- Promotional film poster
- Directed by: Daniel Knudsen
- Written by: Derrick Steele
- Produced by: Mark A. Knudsen Michelle Knudsen
- Starring: Brayden Eaton Jared Withrow Holly Houk James Pilachowski
- Music by: Sean Anthony Kisch
- Production company: Crystal Creek Media
- Distributed by: Crystal Creek Media
- Release date: June 1, 2022;
- Running time: 96 minutes
- Country: United States
- Language: English

= Dinosaur Cove (film) =

Dinosaur Cove is a 2022 family adventure film about a boy who discovers dinosaur eggs and must protect them from a crazy scientist.

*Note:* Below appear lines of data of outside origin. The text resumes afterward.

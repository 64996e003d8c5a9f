// file: src/upgrade/version.rs
// version: 1.0.0
// guid: 6b1f3e08-9a27-4c5d-8e60-d2a4f7c13b95

//! Version comparison and staged-image detection

/// Whether a device running `current` must be upgraded to reach `desired`.
///
/// Vendor version strings are compared as opaque tokens: `16.09.04` and
/// `16.9.4` are different versions here.
pub fn needs_upgrade(current: &str, desired: &str) -> bool {
    current != desired
}

/// Major component of a version string (`16` for `16.9.4`, `15` for `15.2(4)E8`)
pub fn major_component(version: &str) -> &str {
    version
        .trim()
        .split(|c: char| c == '.' || c == '(')
        .next()
        .unwrap_or_default()
}

/// Version tag embedded in an image filename: the two dot-separated fields
/// before the extension (`152-4.E8` for `c3750e-universalk9-tar.152-4.E8.tar`).
pub fn image_version_tag(image: &str) -> Option<String> {
    let file = image.rsplit(['/', ':']).next().unwrap_or(image);
    let parts: Vec<&str> = file.split('.').collect();
    if parts.len() < 3 {
        return None;
    }
    Some(parts[parts.len() - 3..parts.len() - 1].join("."))
}

/// Whether the image referenced by `boot_path` carries the same version tag
/// as `upgrade_img`, meaning the device will boot the new software on reload.
pub fn boot_image_matches(boot_path: &str, upgrade_img: &str) -> bool {
    let boot_file = boot_path.rsplit('/').next().unwrap_or(boot_path);
    match (image_version_tag(boot_file), image_version_tag(upgrade_img)) {
        (Some(boot), Some(upgrade)) => boot == upgrade,
        _ => false,
    }
}
// file: src/utils/network.rs
// version: 2.0.0
// guid: a3c8e5f1-0b74-4d29-86e1-7f5d2b9c4a08

use std::time::Duration;
use tokio::time::timeout;
use tracing::debug;

/// Network utilities for the upgrade agent
pub struct NetworkUtils;

impl NetworkUtils {
    /// Test TCP connectivity to a host
    pub async fn test_connectivity(host: &str, port: u16, timeout_secs: u64) -> bool {
        debug!("Testing connectivity to {}:{}", host, port);

        let timeout_duration = Duration::from_secs(timeout_secs);

        match timeout(timeout_duration, tokio::net::TcpStream::connect((host, port))).await {
            Ok(Ok(_)) => {
                debug!("Successfully connected to {}:{}", host, port);
                true
            }
            Ok(Err(e)) => {
                debug!("Failed to connect to {}:{}: {}", host, port, e);
                false
            }
            Err(_) => {
                debug!(
                    "Connection to {}:{} timed out after {} seconds",
                    host, port, timeout_secs
                );
                false
            }
        }
    }
}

It was written by Derrick Steele and directed by Daniel Knudsen. The movie was produced and distributed by Crystal Creek Media.

== Plot ==
Riley Harrison is a young boy who stumbled across the unlikely discovery of dinosaur eggs near his grandfather’s oceanfront home. The eggs were laid by a pterodactyl that escaped from a secret genetics and animal cloning laboratory. A crazy scientist, who mistakenly released the dinosaur, must retrieve the specimen and the eggs that she has laid. He plans on using the animals as living targets for an exotic hunting preserve. Riley must protect the animals from the crazy scientist and look after the dinosaurs.

== Cast ==
- Brayden Eaton as Riley Harrison
- Jared Withrow as Wyatt Harrison
- Holly Houk as Dr. Theresa Starr
- James Pilachowski as Dr. Victor Vandersaurian
- Emily Buckner as Izzy Luther
- Addilyn Houk as Savannah Reeves
- Regan Miller as Mark Allen
- Cameron McCormick as Agent Russell
- Ray Morgis as Duke Harrison
- Daniel Knudsen as Dr. Terrance Walker

== Production ==
Young social media sensation Brayden Eaton was cast in the lead role of Riley Harrison. The film was directed by Daniel Knudsen who previously directed Courageous Love and ‘’SKYDOG’’. Dinosaur Cove wrapped up post-production in early 2022.

== Release ==
A trailer for ’’Dinosaur Cove’’ was released on January 28, 2022. The movie was released on June 1, 2022, after some limited theatrical and targeted promotional screenings. The Dove seal of family approval was awarded to Dinosaur Cove by the Dove Foundation.